What I mean is that there are some classes e.g. in DBpedia, designed with a frame or event-like model in mind. Aligning these classes to frames is hence easier than aligning other entities that do not explicitly show such modelling approach. But still other classes that do not show a nary-relation-like model can be aligned to frames, at least conceptually. This may be hard and may require additional heuristics or a different approach. My question is related to discussing this problem or describing an example of manually built rule for such cases so as to help the reader to appreciate this type of case.

Review #2
By Bonaventura Coppola submitted on 24/Mar/2017
Suggestion:
Accept
Review Comment:

This work has now come to its third revised submission, and has reached a very good level of clarity and consistency. The paper addresses thoroughly and from several perspectives the relevant issue of representing complex events with an unrestricted number of participants (i.e. n-ary relations) by the convenient means of standard RDF triples. The relevance of such topic is supported by the high number of papers in the Semantic Web community which, while addressing very interesting tasks (as e.g. on-the-fly novelty detection) still fail short of an appropriate, effective representation model. In fact, many of them rely on toy assumptions like the frequent "one triple per event" oversimplification. Hence, a first important contribution is the preliminary survey of the several current, standard methods for projecting arbitrary n-ary relations into consistent sets of triples. All of such methods are discussed and their pro's and con's considered. The eventual choice of the authors towards the Semantic Frames representation is extremely well motivated by considerations about expressiveness, space complexity, and reliance on sound, widely supported theories of meaning (Frame Semantics) from the linguistic-theoretical counterpart. Building on the top of such analysis, the practical creation process of a frame-based knowledge base schema ("FrameBase") is presented. FrameBase is founded on a dual representation of n-ary relations: 1) a neo-davidsonian reification allowing expressive and compact representation of complex events, and 2) a bare direct binary predicate (DBP)-based representation intended to preserve both compatibility towards other/source KB schemas and simplified/legacy querying, when the expressivity of n-ary relations is not required. The general methodology, algorithmic details and an adequate number of practical examples are given. As a final and most relevant result, the practical method for the consistent integration of several popular heterogeneous KBs into a single instance of FrameBase is presented.

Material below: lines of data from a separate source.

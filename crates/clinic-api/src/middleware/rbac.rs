//! Permission guards called at the top of handlers.

use clinic_auth::rbac::Permission;
use clinic_core::error::{AppError, codes};

use crate::extractors::AuthUser;
use crate::state::AppState;

/// Fails with 403 `INSUFFICIENT_PERMISSIONS` unless the caller holds `permission`.
pub fn require_permission(
    state: &AppState,
    auth: &AuthUser,
    permission: Permission,
) -> Result<(), AppError> {
    state.rbac.require_permission(auth.role, permission)
}

/// Fails unless the caller holds at least one of `permissions`.
pub fn require_any(
    state: &AppState,
    auth: &AuthUser,
    permissions: &[Permission],
) -> Result<(), AppError> {
    if permissions
        .iter()
        .any(|p| state.rbac.has_permission(auth.role, *p))
    {
        return Ok(());
    }
    Err(AppError::forbidden(
        codes::INSUFFICIENT_PERMISSIONS,
        format!("Role '{}' may not access this resource", auth.role),
    ))
}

The paper is now in its third revision stage. The authors have completely fulfilled a wide set of editing and clarification requests, as well as the introduction of additional material that I requested in my previous reviews (ref. 1239-2451 and 1392-2604). The current version of the paper has reached a high level of clarity and consistency and it is definitely suitable for publication in the Semantic Web Journal.

As a last minor flaw, after the authors' decision to rename "cluster microframes" into "miniframes", Figures 3 and 4 should be changed accordingly and aligned to the new terminology.